This season marks the twenty-fifth anniversary of the worst industrial accident in history, a tragedy that continues to unfold. In the early hours of December 3, 1984, at the Union Carbide plant in Bhopal, India, a large volume of water was introduced into a tank of methyl isocyanate, a chemical used in manufacturing pesticides. The ensuing reaction produced tons of noxious fumes that billowed out over the nearby population, which awoke to hell on earth. People fled in panic and confusion, eyes and lungs burning, unable to carry all their children, engulfed by the toxic cloud. Four thousand people died that night; thousands more died over the next few days. At least 150,000 were severely injured.

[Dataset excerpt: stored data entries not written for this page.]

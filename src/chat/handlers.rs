//! Built-in chat commands

use crate::chat::router::{CommandContext, CommandError, CommandHandler, MessageResponder, Reply};
use crate::chat::stores::{CounterStore, CustomCommands, Menu};
use crate::common::traits::{ChannelCategories, IdentityResolver, PrivilegeChecker, PropPresenter};
use crate::common::types::{normalize_username, ChatEvent};
use crate::cooldown::CooldownLimiter;
use crate::games::roulette::EliminationGame;
use crate::games::wager::{WagerError, WagerEscrow};
use crate::giveaway::{EntryOutcome, EntryPool};
use crate::ledger::Ledger;
use crate::metrics::EngineMetrics;
use crate::scheduler::TaskScheduler;
use crate::storage::JsonStore;
use async_trait::async_trait;
use chrono::{DateTime, Datelike, FixedOffset, Offset, Utc};
use rand::rngs::StdRng;
use rand::{Rng, SeedableRng};
use std::sync::{Arc, Mutex, PoisonError};
use std::time::Duration;

// ---- economy ----

/// `!coin`, `!coin <name>`, and `!coin <name> <amount>` for moderators
pub struct CoinCommand {
    pub ledger: Arc<Ledger>,
    pub identity: Arc<dyn IdentityResolver>,
}

impl CoinCommand {
    async fn resolve(&self, raw: &str) -> Result<(String, String), CommandError> {
        let name = normalize_username(raw).to_string();
        match self.identity.resolve_user_id(&name).await {
            Ok(Some(id)) => Ok((name, id)),
            Ok(None) => Err(CommandError::UnknownUser(name)),
            Err(e) => {
                tracing::warn!(name = %name, error = %e, "Identity lookup failed");
                Err(CommandError::UnknownUser(name))
            }
        }
    }
}

#[async_trait]
impl CommandHandler for CoinCommand {
    async fn handle(&self, ctx: &CommandContext) -> Result<Reply, CommandError> {
        match ctx.args.as_slice() {
            [] => {
                let balance = self.ledger.balance(&ctx.event.user_id);
                Ok(Reply::text(format!("@{}, you have {} coins.", ctx.event.user_name, balance)))
            }
            [target] => {
                let (name, id) = self.resolve(target).await?;
                Ok(Reply::text(format!("{} has {} coins.", name, self.ledger.balance(&id))))
            }
            [target, amount] if ctx.event.is_moderator => {
                let amount: u64 = amount
                    .parse()
                    .ok()
                    .filter(|a| *a > 0)
                    .ok_or_else(|| CommandError::InvalidArgument("Amount must be a positive number.".to_string()))?;
                let (name, id) = self.resolve(target).await?;
                self.ledger.credit(&id, amount)?;
                Ok(Reply::text(format!("Added {} coins to {}.", amount, name)))
            }
            _ => Err(CommandError::usage("!coin [target] [amount]")),
        }
    }
}

/// `!bet <opponent> <amount>`
pub struct BetCommand {
    pub escrow: Arc<WagerEscrow>,
    pub cooldown: Duration,
}

#[async_trait]
impl CommandHandler for BetCommand {
    async fn handle(&self, ctx: &CommandContext) -> Result<Reply, CommandError> {
        let usage = || CommandError::usage("!bet <opponent> <amount>");
        let opponent = ctx.arg(0).ok_or_else(usage)?;
        let amount: i64 = ctx.arg(1).and_then(|a| a.parse().ok()).ok_or_else(usage)?;

        let proposal = self
            .escrow
            .propose(&ctx.event.user_id, &ctx.event.user_name, opponent, amount)
            .await?;

        Ok(Reply::text(format!(
            "{} challenges {} to a bet of {} coins! Type !accept within {} seconds to take it.",
            proposal.wager.challenger_name,
            proposal.wager.opponent_name,
            proposal.wager.amount,
            self.escrow.timeout().as_secs()
        )))
    }

    fn cooldown(&self) -> Option<Duration> {
        Some(self.cooldown)
    }
}

/// `!accept`
pub struct AcceptCommand {
    pub escrow: Arc<WagerEscrow>,
}

#[async_trait]
impl CommandHandler for AcceptCommand {
    async fn handle(&self, ctx: &CommandContext) -> Result<Reply, CommandError> {
        let settlement = self.escrow.accept(&ctx.event.user_id).map_err(|e| match e {
            WagerError::NoPendingWager => {
                CommandError::NoPendingAction(format!("{}, nobody has challenged you.", ctx.event.user_name))
            }
            other => other.into(),
        })?;

        if settlement.is_short() {
            return Ok(Reply::text(format!(
                "{} wins the bet! {} could only pay {} of the {} coins.",
                settlement.winner_name(),
                settlement.loser_name(),
                settlement.paid,
                settlement.wager.amount
            )));
        }

        Ok(Reply::text(format!(
            "{} wins the bet and takes {} coins!",
            settlement.winner_name(),
            settlement.wager.amount
        )))
    }
}

// ---- games ----

/// `!russianroulette <target>`
pub struct RouletteCommand {
    pub game: Arc<EliminationGame>,
}

#[async_trait]
impl CommandHandler for RouletteCommand {
    async fn handle(&self, ctx: &CommandContext) -> Result<Reply, CommandError> {
        let [target] = ctx.args.as_slice() else {
            return Err(CommandError::usage("!russianroulette <target>"));
        };

        // the turn loop keeps running after this handle is dropped
        let _game = self
            .game
            .start(&ctx.event.user_name, &ctx.event.user_id, target)
            .await?;

        Ok(Reply::text(format!(
            "{} loads one bullet and hands the revolver to {}. Let the game begin!",
            ctx.event.user_name,
            normalize_username(target)
        )))
    }
}

// ---- giveaway ----

/// `!enter`
pub struct EnterCommand {
    pub pool: Arc<EntryPool>,
    pub privileges: Arc<dyn PrivilegeChecker>,
    pub metrics: Arc<EngineMetrics>,
}

#[async_trait]
impl CommandHandler for EnterCommand {
    async fn handle(&self, ctx: &CommandContext) -> Result<Reply, CommandError> {
        let name = &ctx.event.user_name;
        if self.pool.is_entered(name) {
            return Ok(Reply::text(format!("{}, you are already on the list.", name)));
        }

        let privileged = ctx.event.is_privileged_viewer
            || match self.privileges.is_privileged_viewer(&ctx.event.user_id).await {
                Ok(privileged) => privileged,
                Err(e) => {
                    tracing::warn!(user_id = %ctx.event.user_id, error = %e, "Privilege lookup failed, single entry");
                    false
                }
            };

        let outcome = self.pool.enter(name, privileged)?;
        if outcome != EntryOutcome::AlreadyEntered {
            EngineMetrics::incr(&self.metrics.giveaway_entries);
        }

        Ok(Reply::text(match outcome {
            EntryOutcome::AlreadyEntered => format!("{}, you are already on the list.", name),
            EntryOutcome::EnteredSingle => format!("{} has entered the giveaway.", name),
            EntryOutcome::EnteredDouble => format!("{} is subscribed and gets double luck!", name),
        }))
    }
}

/// `!random`: draw a winner
pub struct DrawCommand {
    pub pool: Arc<EntryPool>,
    pub winner_store: JsonStore<Option<String>>,
    pub presenter: Arc<dyn PropPresenter>,
    pub scheduler: TaskScheduler,
    pub metrics: Arc<EngineMetrics>,
    pub wheel_source: String,
    pub wheel_duration: Duration,
}

#[async_trait]
impl CommandHandler for DrawCommand {
    async fn handle(&self, _ctx: &CommandContext) -> Result<Reply, CommandError> {
        let Some(winner) = self.pool.draw() else {
            return Ok(Reply::text("No entries in the giveaway yet."));
        };

        self.winner_store.save(&Some(winner.clone()))?;
        EngineMetrics::incr(&self.metrics.giveaway_draws);
        tracing::info!(winner = %winner, "Giveaway winner drawn");

        let presenter = self.presenter.clone();
        let source = self.wheel_source.clone();
        let duration = self.wheel_duration;
        self.scheduler.spawn(async move {
            if let Err(e) = presenter.show_prop(&source, duration).await {
                tracing::warn!(source = %source, error = %e, "Prop toggle failed");
            }
        });

        Ok(Reply::text(format!("Congratulations {}! You are the chosen one!", winner)))
    }

    fn moderator_only(&self) -> bool {
        true
    }
}

/// `!reset`: clear the giveaway
pub struct ResetCommand {
    pub pool: Arc<EntryPool>,
}

#[async_trait]
impl CommandHandler for ResetCommand {
    async fn handle(&self, _ctx: &CommandContext) -> Result<Reply, CommandError> {
        self.pool.reset()?;
        Ok(Reply::text("The giveaway has been reset."))
    }

    fn moderator_only(&self) -> bool {
        true
    }
}

/// `!check`: list entrants
pub struct CheckCommand {
    pub pool: Arc<EntryPool>,
}

#[async_trait]
impl CommandHandler for CheckCommand {
    async fn handle(&self, _ctx: &CommandContext) -> Result<Reply, CommandError> {
        let names = self.pool.list();
        if names.is_empty() {
            return Ok(Reply::text("Nobody has entered yet."));
        }
        Ok(Reply::text(format!("Users in list: {}", names.join(", "))))
    }

    fn moderator_only(&self) -> bool {
        true
    }
}

// ---- custom commands ----

fn split_definition(ctx: &CommandContext, usage: &str) -> Result<(String, String), CommandError> {
    let mut parts = ctx.rest.splitn(2, char::is_whitespace);
    match (parts.next(), parts.next().map(str::trim)) {
        (Some(trigger), Some(response)) if !trigger.is_empty() && !response.is_empty() => {
            Ok((trigger.to_string(), response.to_string()))
        }
        _ => Err(CommandError::usage(usage)),
    }
}

pub struct AddCustomCommand {
    pub custom: Arc<CustomCommands>,
}

#[async_trait]
impl CommandHandler for AddCustomCommand {
    async fn handle(&self, ctx: &CommandContext) -> Result<Reply, CommandError> {
        let (trigger, response) = split_definition(ctx, "!addcom <command> <response>")?;
        if !self.custom.add(&trigger, &response)? {
            return Ok(Reply::text(format!(
                "Command {} already exists. Use !editcom to change it.",
                trigger
            )));
        }
        Ok(Reply::text(format!("Command {} has been added.", trigger)))
    }

    fn moderator_only(&self) -> bool {
        true
    }
}

pub struct EditCustomCommand {
    pub custom: Arc<CustomCommands>,
}

#[async_trait]
impl CommandHandler for EditCustomCommand {
    async fn handle(&self, ctx: &CommandContext) -> Result<Reply, CommandError> {
        let (trigger, response) = split_definition(ctx, "!editcom <command> <response>")?;
        self.custom.upsert(&trigger, &response)?;
        Ok(Reply::text(format!("Command {} has been updated.", trigger)))
    }

    fn moderator_only(&self) -> bool {
        true
    }
}

pub struct ListCustomCommands {
    pub custom: Arc<CustomCommands>,
}

#[async_trait]
impl CommandHandler for ListCustomCommands {
    async fn handle(&self, _ctx: &CommandContext) -> Result<Reply, CommandError> {
        let triggers = self.custom.triggers();
        if triggers.is_empty() {
            return Ok(Reply::text("No custom commands yet."));
        }
        Ok(Reply::text(format!("Available commands: {}", triggers.join(", "))))
    }
}

// ---- utilities ----

/// `!time` at a fixed UTC offset
pub struct TimeCommand {
    pub offset: FixedOffset,
}

impl TimeCommand {
    pub fn with_offset_hours(hours: i32) -> Self {
        let offset = FixedOffset::east_opt(hours * 3600).unwrap_or_else(|| Utc.fix());
        Self { offset }
    }
}

fn ordinal_suffix(day: u32) -> &'static str {
    if (11..=13).contains(&(day % 100)) {
        return "th";
    }
    match day % 10 {
        1 => "st",
        2 => "nd",
        3 => "rd",
        _ => "th",
    }
}

/// "June 3rd 2026, 09:15:02 PM GMT+0700"
pub fn format_clock(now: &DateTime<FixedOffset>) -> String {
    let day = now.day();
    format!(
        "{} {}{} {}",
        now.format("%B"),
        day,
        ordinal_suffix(day),
        now.format("%Y, %I:%M:%S %p GMT%z")
    )
}

#[async_trait]
impl CommandHandler for TimeCommand {
    async fn handle(&self, _ctx: &CommandContext) -> Result<Reply, CommandError> {
        let now = Utc::now().with_timezone(&self.offset);
        Ok(Reply::text(format!("The time is now {}.", format_clock(&now))))
    }
}

/// `!hit <target>`
pub struct HitCommand {
    pub cooldown: Duration,
    pub rng: Mutex<StdRng>,
}

impl HitCommand {
    pub fn new(cooldown: Duration) -> Self {
        Self {
            cooldown,
            rng: Mutex::new(StdRng::from_entropy()),
        }
    }
}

The precise cause of the incident remains unsettled. Union Carbide claimed that a disgruntled employee sabotaged the plant, pouring the water into the tank — but no such person has ever been identified. Local advocacy groups maintain instead that the water leaked in through a faulty valve, the result of dangerously lax safety standards and deteriorating conditions inside the facility. Several smaller leaks over the previous decade had killed or injured dozens of people, but the plant continued to operate as before. And company documents that have come to light since then suggest that officials were aware of the hazardous conditions but did nothing.
Union Carbide’s then-CEO, Warren Anderson, flew to India immediately, but when he was charged there with manslaughter, he fled the country. (In August 2009, an Indian court reissued the warrant for his arrest, but at the age of eighty-eight, it is quite unlikely that he will be extradited.) The Indian government sued Union Carbide, which settled out of court in 1999 for $470 million (with $2,200 distributed to families of the dead and about $550 going to injured survivors). A spokesman for Dow Chemical, which now owns Union Carbide, said in 2002 that those payments are “plenty good enough for an Indian.”
For the survivors of Bhopal, the terrors of that night echo down the years. The abandoned facility, astonishingly, has never been cleaned up; it continues to contaminate the water and ground. Children — grandchildren, even — of the original survivors are being born with birth defects. Activists keep protesting for prosecutions and reparations, but Dow disclaims any responsibility for the accident. Yet by purchasing Union Carbide, Dow assumed not just its fiscal ledger but its moral one. This world cannot offer justice for so great a horror, but Bhopal’s survivors deserve from Dow an effort to ease the suffering caused by its subsidiary’s sins.